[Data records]
============================================================

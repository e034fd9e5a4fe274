pub mod btcturk;
use crate::core::errors::ExchangeError;
use crate::core::kernel::rest::RestClientConfig;
use async_trait::async_trait;
use hyper::ext::ReasonPhrase;
use reqwest::{Client, Method, Response};
use std::collections::HashMap;
use std::time::Duration;
use tracing::{instrument, trace};

/// A fully assembled HTTP request, ready to go on the wire
#[derive(Debug, Clone)]
pub struct HttpRequest {
    pub method: Method,
    pub url: String,
    pub query: Vec<(String, String)>,
    pub headers: HashMap<String, String>,
    pub body: Option<Vec<u8>>,
}

impl HttpRequest {
    pub fn header(&self, name: &str) -> Option<&str> {
        self.headers.get(name).map(String::as_str)
    }

    pub fn query_param(&self, name: &str) -> Option<&str> {
        self.query
            .iter()
            .find(|(k, _)| k == name)
            .map(|(_, v)| v.as_str())
    }
}

/// Raw response as seen by the transport, before any envelope handling
#[derive(Debug, Clone)]
pub struct HttpResponse {
    pub status: u16,
    pub status_text: String,
    pub body: String,
}

impl HttpResponse {
    pub fn is_success(&self) -> bool {
        (200..300).contains(&self.status)
    }
}

/// HTTP transport used by the dispatcher
///
/// Timeouts and cancellation belong to the transport. Failures that happen
/// before a response is received must come back as
/// [`ExchangeError::TransportError`]; any response, whatever its status, is
/// returned as `Ok`.
#[async_trait]
pub trait HttpTransport: Send + Sync {
    async fn send(&self, request: HttpRequest) -> Result<HttpResponse, ExchangeError>;
}

/// reqwest backed transport
#[derive(Debug, Clone)]
pub struct ReqwestTransport {
    client: Client,
}

impl ReqwestTransport {
    pub fn new(config: &RestClientConfig) -> Result<Self, ExchangeError> {
        let client = Client::builder()
            .timeout(Duration::from_secs(config.timeout_seconds))
            .user_agent(&config.user_agent)
            .build()
            .map_err(|e| {
                crate::core::config::ConfigError::InvalidConfiguration(format!(
                    "Failed to build HTTP client: {}",
                    e
                ))
            })?;

        Ok(Self { client })
    }

    pub fn from_client(client: Client) -> Self {
        Self { client }
    }
}

/// Reason phrase the server sent, falling back to the canonical one
fn status_text(response: &Response) -> String {
    response
        .extensions()
        .get::<ReasonPhrase>()
        .and_then(|reason| std::str::from_utf8(reason.as_bytes()).ok())
        .or_else(|| response.status().canonical_reason())
        .unwrap_or_default()
        .to_string()
}

#[async_trait]
impl HttpTransport for ReqwestTransport {
    #[instrument(skip(self, request), fields(method = %request.method, url = %request.url))]
    async fn send(&self, request: HttpRequest) -> Result<HttpResponse, ExchangeError> {
        let mut builder = self.client.request(request.method, &request.url);

        if !request.query.is_empty() {
            builder = builder.query(&request.query);
        }
        for (name, value) in &request.headers {
            builder = builder.header(name.as_str(), value.as_str());
        }
        if let Some(body) = request.body {
            builder = builder.body(body);
        }

        let response = builder.send().await?;
        let status = response.status().as_u16();
        let status_text = status_text(&response);
        let body = response.text().await?;

        trace!(status, "Response body: {}", body);

        Ok(HttpResponse {
            status,
            status_text,
            body,
        })
    }
}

============================================================

- WHAT YOU SHOULD DO -
Once you find the line containing "pub struct HttpRequest", stop: reproduce exactly that line and every line of the data before it, and nothing else.

- ANSWER TO THIS PROBLEM -
repository e034fd9e5a4fe274
pub mod btcturk;
use crate::core::errors::ExchangeError;
use crate::core::kernel::rest::RestClientConfig;
use async_trait::async_trait;
use hyper::ext::ReasonPhrase;
use reqwest::{Client, Method, Response};
use std::collections::HashMap;
use std::time::Duration;
use tracing::{instrument, trace};

/// A fully assembled HTTP request, ready to go on the wire
#[derive(Debug, Clone)]
pub struct HttpRequest {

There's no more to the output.